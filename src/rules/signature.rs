/// Signatures and their per-keyword match lists
use super::window::WindowMatch;
use crate::packet::PacketView;
use std::fmt;

/// One compiled keyword occurrence in a signature's match list
#[derive(Debug, Clone, PartialEq, Eq)]
pub enum SigMatch {
    /// `window:[!]<size>`
    Window(WindowMatch),
}

impl SigMatch {
    /// Keyword name this entry was built from
    pub fn keyword(&self) -> &'static str {
        match self {
            SigMatch::Window(_) => "window",
        }
    }

    pub fn matches(&self, packet: &dyn PacketView) -> bool {
        match self {
            SigMatch::Window(wd) => wd.matches(packet),
        }
    }
}

impl fmt::Display for SigMatch {
    fn fmt(&self, f: &mut fmt::Formatter<'_>) -> fmt::Result {
        match self {
            SigMatch::Window(wd) => write!(f, "{}", wd),
        }
    }
}

/// A loaded signature: header metadata plus an ordered match list
#[derive(Debug, Clone, Default, PartialEq, Eq)]
pub struct Signature {
    /// Signature ID
    pub sid: u32,
    /// Revision number
    pub rev: Option<u32>,
    /// Rule message
    pub msg: Option<String>,
    matches: Vec<SigMatch>,
}

impl Signature {
    pub fn new(sid: u32) -> Self {
        Self {
            sid,
            ..Default::default()
        }
    }

    /// Append a compiled keyword to the end of the match list
    pub fn append(&mut self, sm: SigMatch) {
        self.matches.push(sm);
    }

    /// Match list in rule order
    pub fn sig_matches(&self) -> &[SigMatch] {
        &self.matches
    }

    /// True when every keyword in the match list accepts the packet
    pub fn matches(&self, packet: &dyn PacketView) -> bool {
        self.matches.iter().all(|sm| sm.matches(packet))
    }
}

impl fmt::Display for Signature {
    fn fmt(&self, f: &mut fmt::Formatter<'_>) -> fmt::Result {
        write!(f, "(")?;
        if let Some(ref msg) = self.msg {
            write!(f, "msg:\"{}\"; ", msg)?;
        }
        for sm in &self.matches {
            write!(f, "{}; ", sm)?;
        }
        write!(f, "sid:{};", self.sid)?;
        if let Some(rev) = self.rev {
            write!(f, " rev:{};", rev)?;
        }
        write!(f, ")")
    }
}
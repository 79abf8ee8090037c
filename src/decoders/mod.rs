// Protocol decoders, just far enough to expose transport headers to rule keywords
pub mod decoder;
pub mod ethernet;
pub mod ip;
pub mod transport;

#[cfg(test)]
pub(crate) mod fixtures;

pub use decoder::PacketDecoder;
use crate::error::{KsError, Result};
use crate::packet::EthernetHeader;

pub const ETHERTYPE_IPV4: u16 = 0x0800;
pub const ETHERTYPE_IPV6: u16 = 0x86DD;
pub const ETHERTYPE_VLAN: u16 = 0x8100;

const ETHERNET_HEADER_LEN: usize = 14;
const VLAN_TAG_LEN: usize = 4;

/// Decode an Ethernet II header, stepping over a single 802.1Q tag.
pub fn decode_ethernet(data: &[u8]) -> Result<(EthernetHeader, &[u8])> {
    if data.len() < ETHERNET_HEADER_LEN {
        return Err(KsError::DecodeError(
            "Packet too short for Ethernet header".to_string(),
        ));
    }

    let mut dst_mac = [0u8; 6];
    let mut src_mac = [0u8; 6];
    dst_mac.copy_from_slice(&data[0..6]);
    src_mac.copy_from_slice(&data[6..12]);

    let mut ethertype = u16::from_be_bytes([data[12], data[13]]);
    let mut offset = ETHERNET_HEADER_LEN;

    if ethertype == ETHERTYPE_VLAN {
        if data.len() < ETHERNET_HEADER_LEN + VLAN_TAG_LEN {
            return Err(KsError::DecodeError(
                "Packet too short for 802.1Q tag".to_string(),
            ));
        }
        ethertype = u16::from_be_bytes([data[16], data[17]]);
        offset += VLAN_TAG_LEN;
    }

    let header = EthernetHeader {
        dst_mac,
        src_mac,
        ethertype,
    };

    Ok((header, &data[offset..]))
}
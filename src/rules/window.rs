/// `window` rule keyword: match on the raw TCP window size
///
/// Syntax: `window:[!]<size>;` where size is 0-65535. With `!` the keyword
/// matches every TCP segment whose window differs from size.
use crate::error::{KsError, Result};
use crate::packet::{IpProtocol, PacketView};
use regex::Regex;
use std::fmt;
use std::str::FromStr;
use std::sync::LazyLock;
use tracing::{debug, trace};

/// Largest value the 16-bit TCP window field can carry before scaling
pub const MAX_WINDOW_VALUE: u16 = u16::MAX;

/// Optional negation, then at most nine digits.
///
/// Nine digits always fit a `u32`, so the range check against
/// `MAX_WINDOW_VALUE` below is the only bound that matters.
const PARSE_REGEX: &str = r"(?-u)^\s*(!)?\s*([0-9]{1,9})\s*$";

static WINDOW_OPTION: LazyLock<Regex> =
    LazyLock::new(|| Regex::new(PARSE_REGEX).expect("window option regex is valid"));

/// Compiled `window` option attached to a signature
#[derive(Debug, Clone, Copy, PartialEq, Eq, Hash)]
pub struct WindowMatch {
    size: u16,
    negated: bool,
}

impl WindowMatch {
    /// Parse a `window` option argument such as `"35402"` or `"!35402"`
    pub fn parse(arg: &str) -> Result<Self> {
        let caps = WINDOW_OPTION.captures(arg).ok_or_else(|| {
            debug!("window: rejecting malformed option {:?}", arg);
            KsError::InvalidWindowOption(arg.to_string())
        })?;

        let negated = caps.get(1).is_some();
        let digits = caps
            .get(2)
            .map(|m| m.as_str())
            .ok_or_else(|| KsError::InvalidWindowOption(arg.to_string()))?;

        let size: u32 = digits
            .parse()
            .map_err(|_| KsError::InvalidWindowOption(arg.to_string()))?;

        let size = u16::try_from(size).map_err(|_| {
            debug!("window: size {} out of range", size);
            KsError::WindowOutOfRange {
                size,
                max: MAX_WINDOW_VALUE,
            }
        })?;

        debug!("window: size {} negated {}", size, negated);
        Ok(Self { size, negated })
    }

    /// Window size the option compares against
    pub fn size(&self) -> u16 {
        self.size
    }

    /// True for `window:!N`, which matches every other window size
    pub fn is_negated(&self) -> bool {
        self.negated
    }

    /// Evaluate the option against a packet. Non-TCP packets never match.
    pub fn matches(&self, packet: &dyn PacketView) -> bool {
        if packet.transport_protocol() != Some(IpProtocol::Tcp) {
            return false;
        }

        let Some(window) = packet.tcp_window() else {
            return false;
        };

        let matched = (window == self.size) != self.negated;
        trace!(
            "window: packet window {} option {} negated {} -> {}",
            window,
            self.size,
            self.negated,
            matched
        );
        matched
    }
}

impl FromStr for WindowMatch {
    type Err = KsError;

    fn from_str(s: &str) -> Result<Self> {
        Self::parse(s)
    }
}

impl fmt::Display for WindowMatch {
    fn fmt(&self, f: &mut fmt::Formatter<'_>) -> fmt::Result {
        if self.negated {
            write!(f, "window:!{}", self.size)
        } else {
            write!(f, "window:{}", self.size)
        }
    }
}
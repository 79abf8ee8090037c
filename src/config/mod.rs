// Configuration module
pub mod settings;

pub use settings::{DetectionConfig, LoggingConfig, Settings};
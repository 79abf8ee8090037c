use crate::error::{KsError, Result};
use crate::packet::{IpLayer, Ipv4Header, Ipv6Header};
use std::net::{Ipv4Addr, Ipv6Addr};

/// Decode IPv4 header
pub fn decode_ipv4(data: &[u8]) -> Result<(Ipv4Header, &[u8])> {
    if data.len() < 20 {
        return Err(KsError::DecodeError(
            "Packet too short for IPv4 header".to_string(),
        ));
    }

    // IHL is in 32-bit words
    let header_length = (data[0] & 0x0F) as usize * 4;
    if header_length < 20 || data.len() < header_length {
        return Err(KsError::DecodeError(format!(
            "Invalid IPv4 header length {}",
            header_length
        )));
    }

    let flags_fragment = u16::from_be_bytes([data[6], data[7]]);

    let header = Ipv4Header {
        src_addr: Ipv4Addr::new(data[12], data[13], data[14], data[15]),
        dst_addr: Ipv4Addr::new(data[16], data[17], data[18], data[19]),
        protocol: data[9],
        ttl: data[8],
        header_length: header_length as u8,
        total_length: u16::from_be_bytes([data[2], data[3]]),
        more_fragments: flags_fragment & 0x2000 != 0,
        fragment_offset: flags_fragment & 0x1FFF,
    };

    // Drop Ethernet trailer padding; a zero total length (TSO) keeps everything
    let total = header.total_length as usize;
    let end = if total >= header_length {
        total.min(data.len())
    } else {
        data.len()
    };

    Ok((header, &data[header_length..end]))
}

/// Decode IPv6 fixed header (extension headers are not walked)
pub fn decode_ipv6(data: &[u8]) -> Result<(Ipv6Header, &[u8])> {
    if data.len() < 40 {
        return Err(KsError::DecodeError(
            "Packet too short for IPv6 header".to_string(),
        ));
    }

    let mut src = [0u8; 16];
    let mut dst = [0u8; 16];
    src.copy_from_slice(&data[8..24]);
    dst.copy_from_slice(&data[24..40]);

    let header = Ipv6Header {
        src_addr: Ipv6Addr::from(src),
        dst_addr: Ipv6Addr::from(dst),
        next_header: data[6],
        hop_limit: data[7],
        payload_length: u16::from_be_bytes([data[4], data[5]]),
    };

    Ok((header, &data[40..]))
}

/// Decode IP layer (auto-detect IPv4 or IPv6)
pub fn decode_ip(data: &[u8]) -> Result<(IpLayer, &[u8])> {
    let version = match data.first() {
        Some(b) => b >> 4,
        None => return Err(KsError::DecodeError("Empty IP packet".to_string())),
    };

    match version {
        4 => {
            let (header, payload) = decode_ipv4(data)?;
            Ok((IpLayer::V4(header), payload))
        }
        6 => {
            let (header, payload) = decode_ipv6(data)?;
            Ok((IpLayer::V6(header), payload))
        }
        _ => Err(KsError::DecodeError(format!(
            "Unknown IP version: {}",
            version
        ))),
    }
}
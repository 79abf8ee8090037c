use crate::error::{KsError, Result};
use crate::packet::{IcmpPacket, TcpSegment, UdpDatagram};

/// Decode TCP segment
pub fn decode_tcp(data: &[u8]) -> Result<TcpSegment> {
    if data.len() < 20 {
        return Err(KsError::DecodeError(
            "Packet too short for TCP header".to_string(),
        ));
    }

    // Data offset is in the high 4 bits of byte 12, in 32-bit words
    let data_offset = ((data[12] >> 4) as usize) * 4;
    if data_offset < 20 || data.len() < data_offset {
        return Err(KsError::DecodeError(format!(
            "Invalid TCP data offset {}",
            data_offset
        )));
    }

    Ok(TcpSegment {
        src_port: u16::from_be_bytes([data[0], data[1]]),
        dst_port: u16::from_be_bytes([data[2], data[3]]),
        seq: u32::from_be_bytes([data[4], data[5], data[6], data[7]]),
        ack: u32::from_be_bytes([data[8], data[9], data[10], data[11]]),
        flags: data[13],
        window: u16::from_be_bytes([data[14], data[15]]),
        payload_len: data.len() - data_offset,
    })
}

/// Decode UDP datagram
pub fn decode_udp(data: &[u8]) -> Result<UdpDatagram> {
    if data.len() < 8 {
        return Err(KsError::DecodeError(
            "Packet too short for UDP header".to_string(),
        ));
    }

    Ok(UdpDatagram {
        src_port: u16::from_be_bytes([data[0], data[1]]),
        dst_port: u16::from_be_bytes([data[2], data[3]]),
        length: u16::from_be_bytes([data[4], data[5]]),
    })
}

/// Decode ICMP / ICMPv6 header
pub fn decode_icmp(data: &[u8]) -> Result<IcmpPacket> {
    if data.len() < 8 {
        return Err(KsError::DecodeError(
            "Packet too short for ICMP header".to_string(),
        ));
    }

    Ok(IcmpPacket {
        icmp_type: data[0],
        icmp_code: data[1],
    })
}
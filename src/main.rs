use anyhow::{bail, Context};
use clap::Parser;
use ks_window::config::Settings;
use ks_window::decoders::PacketDecoder;
use ks_window::DetectEngine;
use std::path::{Path, PathBuf};
use tracing::{debug, info, warn};

#[derive(Parser, Debug)]
#[command(name = "ks-window")]
#[command(author = "KS-Sniff Contributors")]
#[command(version)]
#[command(about = "Evaluate TCP window signatures against captured frames", long_about = None)]
struct Cli {
    /// Configuration file path
    #[arg(short, long, value_name = "FILE")]
    config: Option<PathBuf>,

    /// Signature option body, e.g. '(msg:"zero window"; window:0; sid:1;)'
    #[arg(short, long = "signature", value_name = "RULE")]
    signatures: Vec<String>,

    /// File with one signature per line
    #[arg(short = 'S', long, value_name = "FILE")]
    signature_file: Option<PathBuf>,

    /// Frames are raw IP datagrams rather than Ethernet frames
    #[arg(long)]
    raw_ip: bool,

    /// Frame files to inspect (one raw frame per file)
    #[arg(value_name = "FRAME")]
    frames: Vec<PathBuf>,

    /// Generate default configuration file
    #[arg(long)]
    generate_config: bool,

    /// Verbose logging (can be repeated: -v, -vv)
    #[arg(short, long, action = clap::ArgAction::Count)]
    verbose: u8,

    /// Quiet mode (suppress most output)
    #[arg(short, long)]
    quiet: bool,
}

fn main() -> anyhow::Result<()> {
    let cli = Cli::parse();

    if cli.generate_config {
        generate_default_config()?;
        return Ok(());
    }

    let settings = load_config(&cli)?;
    init_logging(&cli, &settings)?;

    info!("Starting ks-window v{}", env!("CARGO_PKG_VERSION"));

    let mut engine = DetectEngine::new(&settings);

    for (idx, text) in cli.signatures.iter().enumerate() {
        engine
            .load_signature(text)
            .with_context(|| format!("Invalid signature #{}: {}", idx + 1, text))?;
    }

    if let Some(path) = &cli.signature_file {
        let content = std::fs::read_to_string(path)
            .with_context(|| format!("Failed to read signature file {:?}", path))?;
        let report = engine.load_signatures(content.lines());
        for (line, err) in &report.failed {
            eprintln!("{}:{}: {}", path.display(), line, err);
        }
        if !report.failed.is_empty() && settings.detection.strict_options {
            bail!(
                "{} signature(s) in {:?} failed to load",
                report.failed.len(),
                path
            );
        }
    }

    if engine.is_empty() {
        warn!("No signatures loaded, nothing will match");
    }

    let decoder = if cli.raw_ip {
        PacketDecoder::raw_ip()
    } else {
        PacketDecoder::new()
    };

    for frame in &cli.frames {
        inspect_frame(&engine, &decoder, frame)?;
    }

    Ok(())
}

fn inspect_frame(engine: &DetectEngine, decoder: &PacketDecoder, path: &Path) -> anyhow::Result<()> {
    let data = std::fs::read(path).with_context(|| format!("Failed to read frame {:?}", path))?;
    let packet = decoder
        .decode(&data)
        .with_context(|| format!("Failed to decode frame {:?}", path))?;

    debug!("{:?}: {:?}", path, packet);

    let window = packet
        .tcp()
        .map(|seg| seg.window.to_string())
        .unwrap_or_else(|| "-".to_string());
    let sids = engine.inspect(&packet);
    let sids: Vec<String> = sids.iter().map(u32::to_string).collect();

    println!(
        "{}\twindow={}\tmatched=[{}]",
        path.display(),
        window,
        sids.join(",")
    );
    Ok(())
}

fn init_logging(cli: &Cli, settings: &Settings) -> anyhow::Result<()> {
    use tracing_subscriber::layer::SubscriberExt;
    use tracing_subscriber::util::SubscriberInitExt;
    use tracing_subscriber::{fmt, EnvFilter};

    let log_level = if cli.quiet {
        "error"
    } else {
        match cli.verbose {
            0 => settings.logging.level.as_str(),
            1 => "debug",
            _ => "trace",
        }
    };

    // RUST_LOG overrides the configured level when set
    let filter = match EnvFilter::try_from_default_env() {
        Ok(filter) => filter,
        Err(_) => EnvFilter::try_new(format!("ks_window={}", log_level))
            .context("Invalid log level")?,
    };

    let registry = tracing_subscriber::registry().with(filter);
    let layer = fmt::layer()
        .with_writer(std::io::stderr)
        .with_target(true)
        .with_thread_ids(true);

    match settings.logging.format.as_str() {
        "json" => registry.with(layer.json()).try_init(),
        "compact" => registry.with(layer.compact()).try_init(),
        _ => registry.with(layer).try_init(),
    }
    .context("Failed to initialize logging")?;

    Ok(())
}

fn load_config(cli: &Cli) -> anyhow::Result<Settings> {
    if let Some(config_path) = &cli.config {
        return Settings::from_file(config_path).context("Failed to load configuration file");
    }

    let default_paths = [
        PathBuf::from("ks-window.yaml"),
        PathBuf::from("config/ks-window.yaml"),
        PathBuf::from("/etc/ks-sniff/ks-window.yaml"),
    ];

    for path in default_paths {
        if path.exists() {
            return Settings::from_file(&path)
                .with_context(|| format!("Failed to load configuration from {:?}", path));
        }
    }

    Ok(Settings::default_config())
}

fn generate_default_config() -> anyhow::Result<()> {
    let config = Settings::default_config();
    let yaml = serde_yaml::to_string(&config).context("Failed to serialize config")?;

    let output_path = PathBuf::from("ks-window.yaml");
    std::fs::write(&output_path, yaml).context("Failed to write config file")?;

    println!("Generated default configuration at: {:?}", output_path);
    Ok(())
}
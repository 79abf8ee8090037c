// Rule engine - signature option parsing, keyword registry and match lists
pub mod keyword;
pub mod parser;
pub mod signature;
pub mod window;

pub use keyword::{Keyword, KeywordTable, BUILTIN_KEYWORDS};
pub use parser::{parse_option_list, parse_signature};
pub use signature::{SigMatch, Signature};
pub use window::{WindowMatch, MAX_WINDOW_VALUE};
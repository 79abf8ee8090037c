/// Detection engine: owns the keyword table and the loaded signatures
use crate::config::Settings;
use crate::error::{KsError, Result};
use crate::packet::PacketView;
use crate::rules::{parse_signature, KeywordTable, Signature};
use ahash::AHashSet;
use tracing::{debug, info, trace, warn};

/// Outcome of a bulk signature load
#[derive(Debug, Clone, Default, PartialEq, Eq)]
pub struct LoadReport {
    pub loaded: usize,
    /// (line number, error message) for every rejected signature
    pub failed: Vec<(usize, String)>,
}

/// Signature engine.
///
/// Signatures are loaded up front; inspection only takes `&self`, so one
/// engine can be shared by any number of worker threads.
#[derive(Debug)]
pub struct DetectEngine {
    keywords: KeywordTable,
    signatures: Vec<Signature>,
    sids: AHashSet<u32>,
    strict_options: bool,
}

impl DetectEngine {
    pub fn new(settings: &Settings) -> Self {
        let keywords =
            KeywordTable::with_defaults().without(settings.detection.disabled_keywords.as_slice());
        info!("Registered rule keywords: {:?}", keywords.names());

        Self {
            keywords,
            signatures: Vec::new(),
            sids: AHashSet::new(),
            strict_options: settings.detection.strict_options,
        }
    }

    pub fn keywords(&self) -> &KeywordTable {
        &self.keywords
    }

    /// Parse and add one signature, returning its SID
    pub fn load_signature(&mut self, text: &str) -> Result<u32> {
        let sig = parse_signature(&self.keywords, text, self.strict_options)?;
        self.add_signature(sig)
    }

    /// Add an already compiled signature
    pub fn add_signature(&mut self, sig: Signature) -> Result<u32> {
        let sid = sig.sid;
        if !self.sids.insert(sid) {
            return Err(KsError::DuplicateSid(sid));
        }

        debug!("Loaded signature {}", sig);
        self.signatures.push(sig);
        Ok(sid)
    }

    /// Load one signature per line, skipping blanks and `#` comments.
    ///
    /// A bad signature is logged and reported but does not stop the load.
    pub fn load_signatures<'a, I>(&mut self, lines: I) -> LoadReport
    where
        I: IntoIterator<Item = &'a str>,
    {
        let mut report = LoadReport::default();

        for (idx, line) in lines.into_iter().enumerate() {
            let line = line.trim();
            if line.is_empty() || line.starts_with('#') {
                continue;
            }

            match self.load_signature(line) {
                Ok(_) => report.loaded += 1,
                Err(e) => {
                    warn!("Failed to load signature on line {}: {}", idx + 1, e);
                    report.failed.push((idx + 1, e.to_string()));
                }
            }
        }

        info!(
            "Loaded {} signatures ({} rejected)",
            report.loaded,
            report.failed.len()
        );
        report
    }

    pub fn signatures(&self) -> &[Signature] {
        &self.signatures
    }

    pub fn len(&self) -> usize {
        self.signatures.len()
    }

    pub fn is_empty(&self) -> bool {
        self.signatures.is_empty()
    }

    /// SIDs of every signature matching the packet, in load order
    pub fn inspect(&self, packet: &dyn PacketView) -> Vec<u32> {
        let hits: Vec<u32> = self
            .signatures
            .iter()
            .filter(|sig| sig.matches(packet))
            .map(|sig| sig.sid)
            .collect();

        trace!("Packet matched {} signature(s)", hits.len());
        hits
    }
}

impl Default for DetectEngine {
    fn default() -> Self {
        Self::new(&Settings::default())
    }
}
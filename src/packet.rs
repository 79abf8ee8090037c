use std::net::{Ipv4Addr, Ipv6Addr};

/// IP protocol numbers
#[derive(Debug, Clone, Copy, PartialEq, Eq, Hash)]
pub enum IpProtocol {
    Icmp,
    Tcp,
    Udp,
    Icmpv6,
    Unknown(u8),
}

impl From<u8> for IpProtocol {
    fn from(value: u8) -> Self {
        match value {
            1 => IpProtocol::Icmp,
            6 => IpProtocol::Tcp,
            17 => IpProtocol::Udp,
            58 => IpProtocol::Icmpv6,
            other => IpProtocol::Unknown(other),
        }
    }
}

impl From<IpProtocol> for u8 {
    fn from(value: IpProtocol) -> Self {
        match value {
            IpProtocol::Icmp => 1,
            IpProtocol::Tcp => 6,
            IpProtocol::Udp => 17,
            IpProtocol::Icmpv6 => 58,
            IpProtocol::Unknown(v) => v,
        }
    }
}

/// Read-only view of a decoded packet, as seen by rule keywords.
///
/// Keywords only ever borrow the packet for the duration of a single
/// evaluation, so implementations can be backed by whatever the decoder
/// produced.
pub trait PacketView {
    /// Transport protocol carried by the IP layer, if the packet has one
    fn transport_protocol(&self) -> Option<IpProtocol>;

    /// Raw (unscaled) TCP window, present only for decoded TCP segments
    fn tcp_window(&self) -> Option<u16>;
}

/// Decoded packet with protocol layers
#[derive(Debug, Clone, Default)]
pub struct DecodedPacket {
    pub ethernet: Option<EthernetHeader>,
    pub ip: Option<IpLayer>,
    pub transport: Option<TransportLayer>,
}

impl DecodedPacket {
    pub fn is_tcp(&self) -> bool {
        matches!(self.transport, Some(TransportLayer::Tcp(_)))
    }

    pub fn tcp(&self) -> Option<&TcpSegment> {
        match &self.transport {
            Some(TransportLayer::Tcp(seg)) => Some(seg),
            _ => None,
        }
    }
}

impl PacketView for DecodedPacket {
    fn transport_protocol(&self) -> Option<IpProtocol> {
        match &self.transport {
            Some(TransportLayer::Tcp(_)) => Some(IpProtocol::Tcp),
            Some(TransportLayer::Udp(_)) => Some(IpProtocol::Udp),
            Some(TransportLayer::Icmp(_)) => Some(IpProtocol::Icmp),
            // Fall back to the IP header when the transport layer did not decode
            None => self.ip.as_ref().map(IpLayer::protocol),
        }
    }

    fn tcp_window(&self) -> Option<u16> {
        self.tcp().map(|seg| seg.window)
    }
}

#[derive(Debug, Clone)]
pub struct EthernetHeader {
    pub src_mac: [u8; 6],
    pub dst_mac: [u8; 6],
    pub ethertype: u16,
}

#[derive(Debug, Clone)]
pub enum IpLayer {
    V4(Ipv4Header),
    V6(Ipv6Header),
}

impl IpLayer {
    pub fn protocol(&self) -> IpProtocol {
        match self {
            IpLayer::V4(h) => IpProtocol::from(h.protocol),
            IpLayer::V6(h) => IpProtocol::from(h.next_header),
        }
    }
}

#[derive(Debug, Clone)]
pub struct Ipv4Header {
    pub src_addr: Ipv4Addr,
    pub dst_addr: Ipv4Addr,
    pub protocol: u8,
    pub ttl: u8,
    pub header_length: u8,
    pub total_length: u16,
    /// More Fragments flag
    pub more_fragments: bool,
    /// Fragment offset in 8-byte units
    pub fragment_offset: u16,
}

impl Ipv4Header {
    /// Only the first fragment carries the transport header
    pub fn is_later_fragment(&self) -> bool {
        self.fragment_offset != 0
    }
}

#[derive(Debug, Clone)]
pub struct Ipv6Header {
    pub src_addr: Ipv6Addr,
    pub dst_addr: Ipv6Addr,
    pub next_header: u8,
    pub hop_limit: u8,
    pub payload_length: u16,
}

#[derive(Debug, Clone)]
pub enum TransportLayer {
    Tcp(TcpSegment),
    Udp(UdpDatagram),
    Icmp(IcmpPacket),
}

#[derive(Debug, Clone)]
pub struct TcpSegment {
    pub src_port: u16,
    pub dst_port: u16,
    pub seq: u32,
    pub ack: u32,
    pub flags: u8,
    pub window: u16,
    pub payload_len: usize,
}

#[derive(Debug, Clone)]
pub struct UdpDatagram {
    pub src_port: u16,
    pub dst_port: u16,
    pub length: u16,
}

#[derive(Debug, Clone)]
pub struct IcmpPacket {
    pub icmp_type: u8,
    pub icmp_code: u8,
}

● **DESCRIPTION OF THE TASK**:
Copy out every line of the listing that includes the string "caps".

● **SOLUTION FOR THIS TASK**:
        let caps = WINDOW_OPTION.captures(arg).ok_or_else(|| {
        let negated = caps.get(1).is_some();
        let digits = caps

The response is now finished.